Onno Tunç, Aysel Gürel, Reşat Nuri Güntekin
Onno Tunç, Aysel Gürel, Reşat Nuri Güntekin

O da ne ki?… Bu yaklaşımı benim gibi belki bir çok meslektaşım, hatta sanatın bir çok farklı disiplininde bir çok üretici ve uygulayıcı yaşamıştır. Sahne üzerinde veya stüdyoda sergilediğiniz performansın sonunda bir model insan yanınıza gelir, önce özel ders verip vermediğinizi sorar ve sonra hemen konuya girer; “hocam ne kadar sürede senin gibi çalarım.” 🙂

Bu soruyu soran kişi genellikle yirmili yaşları, hatta otuzlu yaşları geçkin yaşına rağmen, ülkemizdeki ilk ve orta dereceli okullarda gösterilen müzik eğitimini düşündüğümüzde, müziğin “M” sini bilmeyen bir tiplemedir. Öyle bir özgüvene sahiptir ki, sizin kabiliyetlerinizi düşünmeksizin, sizin hayatınızı müziğe adadığınızı fark etmeksizin, bir, bilemedin iki sene zarfında işinden arttırdığı sürede sizi yakalayabileceğini, hatta sonrasında da sizi geçebileceğini hayal etmektedir.

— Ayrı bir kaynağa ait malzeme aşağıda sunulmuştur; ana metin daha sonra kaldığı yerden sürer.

//! Configuration management for the annotator

use serde::Deserialize;
use std::env;

#[derive(Debug, Clone, Deserialize)]
pub struct AnnotatorConfig {
    pub marker: MarkerSpec,
    pub log_filter: String,
}

/// How marker containers look in markup.
///
/// Used both when writing highlights out and when reading markup back in:
/// any element matching the tag and carrying the class is treated as a marker.
#[derive(Debug, Clone, PartialEq, Eq, Deserialize)]
pub struct MarkerSpec {
    pub tag: String,
    pub class: String,
}

impl Default for MarkerSpec {
    fn default() -> Self {
        Self {
            tag: "span".to_string(),
            class: "annotator-hl".to_string(),
        }
    }
}

impl MarkerSpec {
    /// Check whether an element with this tag and class attribute is a marker
    pub fn matches(&self, tag: &str, class_attr: Option<&str>) -> bool {
        tag.eq_ignore_ascii_case(&self.tag)
            && class_attr
                .map(|classes| classes.split_whitespace().any(|c| c == self.class))
                .unwrap_or(false)
    }
}

impl Default for AnnotatorConfig {
    fn default() -> Self {
        AnnotatorConfig {
            marker: MarkerSpec::default(),
            log_filter: "annotator=info".to_string(),
        }
    }
}

impl AnnotatorConfig {
    pub fn from_env() -> Self {
        let defaults = AnnotatorConfig::default();
        AnnotatorConfig {
            marker: MarkerSpec {
                tag: env::var("ANNOTATOR_MARKER_TAG").unwrap_or(defaults.marker.tag),
                class: env::var("ANNOTATOR_MARKER_CLASS").unwrap_or(defaults.marker.class),
            },
            log_filter: env::var("ANNOTATOR_LOG").unwrap_or(defaults.log_filter),
        }
    }
}
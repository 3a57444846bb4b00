//! Structural path parser
//!
//! Grammar:
//! ```text
//! path    = ["/"] [segment *("/" segment)]
//! segment = tag "[" number "]"
//! tag     = name | "text()"
//! ```

use std::str::FromStr;

use super::types::*;
use thiserror::Error;

/// Path parsing errors
#[derive(Debug, Error, PartialEq, Eq)]
pub enum PathParseError {
    #[error("Empty segment at position {0}")]
    EmptySegment(usize),

    #[error("Missing '[' index in segment '{0}'")]
    MissingIndex(String),

    #[error("Segment '{0}' must end with ']'")]
    UnclosedBracket(String),

    #[error("Invalid index '{index}' in segment '{segment}'")]
    InvalidIndex { segment: String, index: String },

    #[error("Empty tag in segment '{0}'")]
    EmptyTag(String),
}

/// Parse a path string such as `p[1]/b[2]`
pub fn parse(input: &str) -> Result<StructuralPath, PathParseError> {
    let body = input.strip_prefix('/').unwrap_or(input);
    if body.is_empty() {
        return Ok(StructuralPath::root());
    }

    let mut path = StructuralPath::root();
    let mut position = input.len() - body.len();
    for raw in body.split('/') {
        if raw.is_empty() {
            return Err(PathParseError::EmptySegment(position));
        }
        path.push(parse_segment(raw)?);
        position += raw.len() + 1;
    }
    Ok(path)
}

/// Like [`parse`] but discards the error
pub fn try_parse(input: &str) -> Option<StructuralPath> {
    parse(input).ok()
}

fn parse_segment(raw: &str) -> Result<PathSegment, PathParseError> {
    let open = raw
        .rfind('[')
        .ok_or_else(|| PathParseError::MissingIndex(raw.to_string()))?;
    let digits = raw[open + 1..]
        .strip_suffix(']')
        .ok_or_else(|| PathParseError::UnclosedBracket(raw.to_string()))?;

    let tag = &raw[..open];
    if tag.is_empty() {
        return Err(PathParseError::EmptyTag(raw.to_string()));
    }

    let index: usize = digits
        .parse()
        .ok()
        .filter(|&n| n > 0)
        .ok_or_else(|| PathParseError::InvalidIndex {
            segment: raw.to_string(),
            index: digits.to_string(),
        })?;

    Ok(PathSegment::new(tag, index))
}

impl FromStr for StructuralPath {
    type Err = PathParseError;

    fn from_str(s: &str) -> Result<Self, Self::Err> {
        parse(s)
    }
}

Aslında ülke gerçeğimizi düşününce bu durum normalleştirilmiş bir hayaldir de, bir şarkıcı kırklı yaşlarında, daha kısa metrajlı bir film bile çekmeden, ülkenin en değerli aktörlerinden oluşan bir kadroyla, en çok isim sahibi yapım ekibiyle (kameramanından, ışıkçısına, görüntü yönetmenine kadar) bir sinema filmi çekerek, Türk sinema tarihine “Büyük Yönetmen” olarak adını yazdırabilmiştir. Bir hanımefendi kısa komik videoları sunduğu programla kariyerine kırklı yaşlarda televizyonculuk kariyerini başlatmış, sonra yine ülkemin en değerli oyuncularının kadrosunda yer aldığı, en önemli kanallarından birinde Sitkomunu yayınlatma başarısına sahip olmuştur, hatta o oyuncularla kadroda kendine de yer açabilmiştir. Yani ülke gerçeği sanatsal akımlarda, adanmışlık olmaksızın, aldığınız eğitim sonrasında yirmili yaşlarda ispatlamanız gerekmeksizin, kariyerinizi sıfırdan değil, kırklı yaşlarda, çok ileri bir potansiyelde başlatabilmenizi sağlatacak bir şans sunabilmiştir. Bizim alanda güzel aktrislerin ortalama, hatta ortalama altı ses kapasitelerine rağmen, bir çok albüm yapabilmiş olmaları, yüz binlerce liralara sahne aldıkları gerçeği de işin cabasıdır. Sanatın kısa süreli bir kariyerle kotarılabilmesi, farklı alanlarda markalaşmış kişilerin sanatta başarıya koşabilmiş olmaları, insanlardaki bu özgüvenin artmasında etkenlerden birinin olduğu gerçek, bir diğer gerçek ise sanatçıların daha çok algılanabilme çabasıyla, sadeleşme çizgisini, basitleşmeye kadar çekmiş olmalarından da kaynaklanmıştır. Tabi ki önemlidir, sanatçının sanatını halka indirebilmesi, ancak sanatı sanat yapan, algıları zorlayan, normal bir insanın ilerisinde olan algısını, popülerleşmek uğruna sıfırlaması, işte bu durum, bence çok daha acıdır. İşte öyle bir bugünde yaşıyoruz, “sanat mı, o da ne ki?” düşüncesine insanların kapılmasına yol açmıştır.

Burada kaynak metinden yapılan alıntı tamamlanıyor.